Together with a decently padded seat and good riding position these add up to comfort and solid directional stability. If anything the front end is too soft, though for this outing we didnt fiddle with the settings.
This supple undercarriage boosts the Quadmasters climbing ability on broken ground, as does a front limited slip diff which operates without grabbing. As with most other ATVs, the package would be even better for a centrifugal clutch which disengages at lower revs because it is possible to lose drive too readily when easing right back to pop over a ledge.

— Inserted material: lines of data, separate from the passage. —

//! Stuck-download lifecycle.
//!
//! `detected -> auto-resolving -> resolved`, or `-> escalated` for manual-only
//! kinds and failed auto-resolves. The monitor is pure state: the engine feeds
//! it queue snapshots, performs the removal calls it asks for, and reports the
//! results back with `complete`.

mod classify;

pub use classify::IssueKind;

use std::collections::{BTreeMap, HashSet};
use std::fmt;
use std::str::FromStr;

use chrono::{DateTime, Duration, Utc};
use serde::{Deserialize, Serialize};

use crate::error::EngineError;
use crate::model::ItemKey;

/// Stable identity of a queued download.
#[derive(Debug, Clone, PartialEq, Eq, Hash, PartialOrd, Ord, Serialize, Deserialize)]
pub struct IssueKey {
    pub instance: String,
    pub download_id: String,
}

impl IssueKey {
    pub fn new(instance: impl Into<String>, download_id: impl Into<String>) -> Self {
        Self {
            instance: instance.into(),
            download_id: download_id.into(),
        }
    }
}

impl fmt::Display for IssueKey {
    fn fmt(&self, f: &mut fmt::Formatter<'_>) -> fmt::Result {
        write!(f, "{}:{}", self.instance, self.download_id)
    }
}

impl FromStr for IssueKey {
    type Err = EngineError;

    fn from_str(s: &str) -> Result<Self, Self::Err> {
        match s.rsplit_once(':') {
            Some((instance, id)) if !instance.is_empty() && !id.is_empty() => {
                Ok(IssueKey::new(instance, id))
            }
            _ => Err(EngineError::UnknownIssue(s.to_string())),
        }
    }
}

/// One row of a `fetch_queue` snapshot.
#[derive(Debug, Clone, PartialEq, Serialize, Deserialize)]
pub struct QueueEntry {
    pub download_id: String,
    pub title: String,
    /// Wanted item this download would satisfy, when known.
    #[serde(default)]
    pub item: Option<ItemKey>,
    #[serde(default)]
    pub issues: Vec<IssueKind>,
    /// Raw status messages; classified when `issues` is empty.
    #[serde(default)]
    pub messages: Vec<String>,
}

impl QueueEntry {
    pub fn effective_issues(&self) -> Vec<IssueKind> {
        if self.issues.is_empty() {
            IssueKind::from_messages(&self.messages)
        } else {
            self.issues.clone()
        }
    }
}

#[derive(Debug, Clone, Copy, PartialEq, Eq, Serialize, Deserialize)]
#[serde(rename_all = "kebab-case")]
pub enum IssueState {
    Detected,
    AutoResolving,
    Resolved,
    Escalated,
}

impl IssueState {
    pub fn as_str(self) -> &'static str {
        match self {
            IssueState::Detected => "detected",
            IssueState::AutoResolving => "auto-resolving",
            IssueState::Resolved => "resolved",
            IssueState::Escalated => "escalated",
        }
    }

    pub fn from_str(s: &str) -> Self {
        match s {
            "auto-resolving" => IssueState::AutoResolving,
            "resolved" => IssueState::Resolved,
            "escalated" => IssueState::Escalated,
            _ => IssueState::Detected,
        }
    }

    fn is_waiting(self) -> bool {
        matches!(self, IssueState::Detected | IssueState::AutoResolving)
    }
}

#[derive(Debug, Clone, PartialEq, Serialize, Deserialize)]
pub struct QueueIssue {
    pub key: IssueKey,
    pub title: String,
    pub item: Option<ItemKey>,
    pub kind: IssueKind,
    pub messages: Vec<String>,
    /// First poll that reported the problem.
    pub first_seen: DateTime<Utc>,
    /// Latest poll that reported the problem.
    pub detected_at: DateTime<Utc>,
    /// `None` for manual-only issues.
    pub deadline: Option<DateTime<Utc>>,
    pub state: IssueState,
    /// A removal call is running. Never persisted.
    #[serde(skip)]
    pub resolving: bool,
}

impl QueueIssue {
    /// Countdown to auto-resolution, for issues still waiting.
    pub fn time_remaining(&self, now: DateTime<Utc>) -> Option<Duration> {
        if !self.state.is_waiting() {
            return None;
        }
        self.deadline.map(|d| (d - now).max(Duration::zero()))
    }
}

/// Which kinds are auto-resolved and after how long.
#[derive(Debug, Clone)]
pub struct ResolvePolicy {
    pub enabled: bool,
    pub grace_period: Duration,
    pub disabled_kinds: Vec<IssueKind>,
}

impl ResolvePolicy {
    pub fn is_manual_only(&self, kind: IssueKind) -> bool {
        !self.enabled || kind.is_manual_only() || self.disabled_kinds.contains(&kind)
    }

    /// Kind an entry is tracked under: a manual-only kind if any, else the first.
    pub fn primary_kind(&self, kinds: &[IssueKind]) -> Option<IssueKind> {
        kinds
            .iter()
            .copied()
            .find(|k| self.is_manual_only(*k))
            .or_else(|| kinds.first().copied())
    }
}

/// Result of observing one instance's queue.
#[derive(Debug, Default)]
pub struct PollOutcome {
    /// Issues past their deadline; the caller must run the removal and `complete` them.
    pub due: Vec<QueueIssue>,
    /// Issues seen for the first time.
    pub detected: usize,
    /// Newly escalated (manual-only) issues.
    pub escalated: Vec<QueueIssue>,
    /// Issues whose entry left the queue (or stopped reporting a problem).
    pub removed: Vec<IssueKey>,
    /// Every issue that still exists for the instance, after the update.
    pub current: Vec<QueueIssue>,
}

/// Owns every `QueueIssue`.
#[derive(Debug)]
pub struct QueueMonitor {
    policy: ResolvePolicy,
    issues: BTreeMap<IssueKey, QueueIssue>,
}

impl QueueMonitor {
    pub fn new(policy: ResolvePolicy) -> Self {
        Self {
            policy,
            issues: BTreeMap::new(),
        }
    }

    pub fn restore(&mut self, issues: impl IntoIterator<Item = QueueIssue>) {
        for issue in issues {
            self.issues.insert(issue.key.clone(), issue);
        }
    }

    /// Apply one successful queue snapshot for `instance`.
    pub fn observe(
        &mut self,
        instance: &str,
        entries: &[QueueEntry],
        now: DateTime<Utc>,
    ) -> PollOutcome {
        let mut out = PollOutcome::default();
        let mut flagged = HashSet::new();

        for entry in entries {
            let kinds = entry.effective_issues();
            let Some(primary) = self.policy.primary_kind(&kinds) else {
                continue;
            };
            let key = IssueKey::new(instance, entry.download_id.clone());
            flagged.insert(key.clone());

            match self.issues.get_mut(&key) {
                Some(issue) => {
                    issue.detected_at = now;
                    issue.messages = entry.messages.clone();
                    if issue.state == IssueState::Detected {
                        issue.state = IssueState::AutoResolving;
                    }
                }
                None => {
                    let manual = self.policy.is_manual_only(primary);
                    let issue = QueueIssue {
                        key: key.clone(),
                        title: entry.title.clone(),
                        item: entry.item.clone(),
                        kind: primary,
                        messages: entry.messages.clone(),
                        first_seen: now,
                        detected_at: now,
                        deadline: (!manual).then(|| now + self.policy.grace_period),
                        state: if manual {
                            IssueState::Escalated
                        } else {
                            IssueState::Detected
                        },
                        resolving: false,
                    };
                    tracing::info!(
                        issue = %key,
                        kind = %primary,
                        "queue issue detected{}",
                        if manual { " (manual only)" } else { "" }
                    );
                    out.detected += 1;
                    if manual {
                        out.escalated.push(issue.clone());
                    }
                    self.issues.insert(key.clone(), issue);
                }
            }

            if let Some(issue) = self.issues.get_mut(&key) {
                let due = issue.state.is_waiting()
                    && !issue.resolving
                    && issue.deadline.is_some_and(|d| now >= d);
                if due {
                    issue.resolving = true;
                    out.due.push(issue.clone());
                }
            }
        }

        let gone: Vec<IssueKey> = self
            .issues
            .keys()
            .filter(|k| k.instance == instance && !flagged.contains(*k))
            .cloned()
            .collect();
        for key in gone {
            self.issues.remove(&key);
            tracing::debug!(issue = %key, "queue issue cleared upstream");
            out.removed.push(key);
        }

        out.current = self.for_instance(instance);
        out
    }

    /// Claim an issue for a manual resolve. Resolved or in-flight issues are refused.
    pub fn begin_manual(&mut self, key: &IssueKey) -> Result<QueueIssue, EngineError> {
        let issue = self
            .issues
            .get_mut(key)
            .ok_or_else(|| EngineError::UnknownIssue(key.to_string()))?;
        if issue.resolving || issue.state == IssueState::Resolved {
            return Err(EngineError::IssueNotResolvable {
                key: key.to_string(),
                reason: if issue.resolving {
                    "a resolve is already in progress"
                } else {
                    "it is already resolved"
                },
            });
        }
        issue.resolving = true;
        Ok(issue.clone())
    }

    /// Record the result of a removal. `None` if the issue vanished meanwhile.
    pub fn complete(&mut self, key: &IssueKey, succeeded: bool) -> Option<QueueIssue> {
        let issue = self.issues.get_mut(key)?;
        issue.resolving = false;
        issue.state = if succeeded {
            IssueState::Resolved
        } else {
            IssueState::Escalated
        };
        Some(issue.clone())
    }

    /// Drop claims whose removal never ran, so the next poll dispatches them again.
    pub fn abandon(&mut self, claimed: &[QueueIssue]) {
        for c in claimed {
            if let Some(issue) = self.issues.get_mut(&c.key) {
                if issue.resolving {
                    issue.resolving = false;
                    tracing::debug!(issue = %c.key, "auto-resolve claim released");
                }
            }
        }
    }

    pub fn get(&self, key: &IssueKey) -> Option<&QueueIssue> {
        self.issues.get(key)
    }

    pub fn for_instance(&self, instance: &str) -> Vec<QueueIssue> {
        self.issues
            .values()
            .filter(|i| i.key.instance == instance)
            .cloned()
            .collect()
    }

    pub fn all(&self) -> Vec<QueueIssue> {
        self.issues.values().cloned().collect()
    }
}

The move to automatic transmission brings a maintenance negative, the engine oil sight glass turns into a dipstick. Elsewhere service access is so-so. Room is tight around the spin-on oil filter and panelwork has to be unscrewed to reach the carb, spark plug and valve gear. Idle speed, though, is adjustable without disturbing any covers.
Is the Quadmaster a serious alternative to Suzukis manual-shift 500? On the strength of this brief drive, definitely and particulary so where work involves a lot of stop-start, jump on-off activity. Itll be available come October in fir green or passion red. *
Above: Choices, choices… An extra £300 adds automatic transmission and selectable 4WD to Suzukis 500. Right: Transmission belt cover forces a wider stance, but Quadmaster is still a comfortable ride.
Quadmaster puts stubby shift selector in tank top (1): Push down to move into reverse or low range, otherwise just push or pull. Instrumentation (2) and fuel gauge (3) are conventional. Left side lever (4) works 2WD-4WD shift. Lanyard (5) should attach to driver at one end, to kill switch at the other: cuts ignition if the two part company. New full footboards (6) help safety.
New with the Quadmaster: Moving to 2WD further eases already manageable steering and tightens turning circle. Lever tends to hang in 4WD after a period under load.